## Directions for this task
All of the data is to be set down again without alteration.

## Extracted data entries
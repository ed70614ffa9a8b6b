//! Maps decoded RPC requests onto [`QueueGateway`] calls.

use proto::{BrowseStart, Delivery, RpcRequest, RpcResponse};
use tracing::debug;

use crate::connection::MAX_RPC_MSG_BYTES;
use crate::service::QueueGateway;

/// Executes one request and renders the outcome as a response.
///
/// Every failure is folded into an error response; nothing escapes as `Err`.
/// Reads are capped at [`MAX_RPC_MSG_BYTES`] so a delivered message always
/// fits in one response frame; larger messages stay on the queue.
pub async fn dispatch(gateway: &QueueGateway, request: RpcRequest) -> RpcResponse {
    let method = request.method();
    let response = match request {
        RpcRequest::Put { queue, message } => match gateway.put(&queue, message.as_bytes()).await {
            Ok(()) => RpcResponse::ok(),
            Err(e) => RpcResponse::from_error(&e),
        },
        RpcRequest::Get {
            queue,
            wait_ms,
            max_msg_bytes,
        } => delivery_response(
            gateway
                .get(&queue, wait_ms, frame_safe(max_msg_bytes))
                .await,
        ),
        RpcRequest::BrowseFirst {
            queue,
            wait_ms,
            max_msg_bytes,
        } => match gateway
            .browse_first(&queue, wait_ms, frame_safe(max_msg_bytes))
            .await
        {
            Ok(BrowseStart::Opened { payload, token }) => RpcResponse {
                browse_id: Some(token.0),
                ..RpcResponse::message(payload)
            },
            Ok(BrowseStart::Empty) => RpcResponse::empty(),
            Err(e) => RpcResponse::from_error(&e),
        },
        RpcRequest::BrowseNext {
            browse_id,
            wait_ms,
            max_msg_bytes,
        } => {
            let result = gateway
                .browse_next(&browse_id, wait_ms, frame_safe(max_msg_bytes))
                .await;
            match delivery_response(result) {
                r if r.is_ok() => RpcResponse {
                    browse_id: Some(browse_id),
                    ..r
                },
                r => r,
            }
        }
        RpcRequest::InquireQueue { queue } => match gateway.inquire_queue(&queue).await {
            Ok(info) => RpcResponse {
                queue_info: Some(info),
                ..RpcResponse::ok()
            },
            Err(e) => RpcResponse::from_error(&e),
        },
    };
    debug!(method, ok = response.is_ok(), "RPC dispatched");
    response
}

/// Clamps a requested read ceiling to what a response frame can carry.
/// Zero and negative values keep their "use the default" meaning.
fn frame_safe(max_msg_bytes: i64) -> i64 {
    max_msg_bytes.min(MAX_RPC_MSG_BYTES as i64)
}

fn delivery_response(result: Result<Delivery, proto::QueueError>) -> RpcResponse {
    match result {
        Ok(Delivery::Message(payload)) => RpcResponse::message(payload),
        Ok(Delivery::Empty) => RpcResponse::empty(),
        Err(e) => RpcResponse::from_error(&e),
    }
}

## Result below
repository ed70614ffa9a8b6b
//! Maps decoded RPC requests onto [`QueueGateway`] calls.

use proto::{BrowseStart, Delivery, RpcRequest, RpcResponse};
use tracing::debug;

use crate::connection::MAX_RPC_MSG_BYTES;
use crate::service::QueueGateway;

/// Executes one request and renders the outcome as a response.
///
/// Every failure is folded into an error response; nothing escapes as `Err`.
/// Reads are capped at [`MAX_RPC_MSG_BYTES`] so a delivered message always
/// fits in one response frame; larger messages stay on the queue.
pub async fn dispatch(gateway: &QueueGateway, request: RpcRequest) -> RpcResponse {
    let method = request.method();
    let response = match request {
        RpcRequest::Put { queue, message } => match gateway.put(&queue, message.as_bytes()).await {
            Ok(()) => RpcResponse::ok(),
            Err(e) => RpcResponse::from_error(&e),
        },
        RpcRequest::Get {
            queue,
            wait_ms,
            max_msg_bytes,
        } => delivery_response(
            gateway
                .get(&queue, wait_ms, frame_safe(max_msg_bytes))
                .await,
        ),
        RpcRequest::BrowseFirst {
            queue,
            wait_ms,
            max_msg_bytes,
        } => match gateway
            .browse_first(&queue, wait_ms, frame_safe(max_msg_bytes))
            .await
        {
            Ok(BrowseStart::Opened { payload, token }) => RpcResponse {
                browse_id: Some(token.0),
                ..RpcResponse::message(payload)
            },
            Ok(BrowseStart::Empty) => RpcResponse::empty(),
            Err(e) => RpcResponse::from_error(&e),
        },
        RpcRequest::BrowseNext {
            browse_id,
            wait_ms,
            max_msg_bytes,
        } => {
            let result = gateway
                .browse_next(&browse_id, wait_ms, frame_safe(max_msg_bytes))
                .await;
            match delivery_response(result) {
                r if r.is_ok() => RpcResponse {
                    browse_id: Some(browse_id),
                    ..r
                },
                r => r,
            }
        }
        RpcRequest::InquireQueue { queue } => match gateway.inquire_queue(&queue).await {
            Ok(info) => RpcResponse {
                queue_info: Some(info),
                ..RpcResponse::ok()
            },
            Err(e) => RpcResponse::from_error(&e),
        },
    };
    debug!(method, ok = response.is_ok(), "RPC dispatched");
    response
}

/// Clamps a requested read ceiling to what a response frame can carry.
/// Zero and negative values keep their "use the default" meaning.
fn frame_safe(max_msg_bytes: i64) -> i64 {
    max_msg_bytes.min(MAX_RPC_MSG_BYTES as i64)
}

fn delivery_response(result: Result<Delivery, proto::QueueError>) -> RpcResponse {
    match result {
        Ok(Delivery::Message(payload)) => RpcResponse::message(payload),
        Ok(Delivery::Empty) => RpcResponse::empty(),
        Err(e) => RpcResponse::from_error(&e),
    }
}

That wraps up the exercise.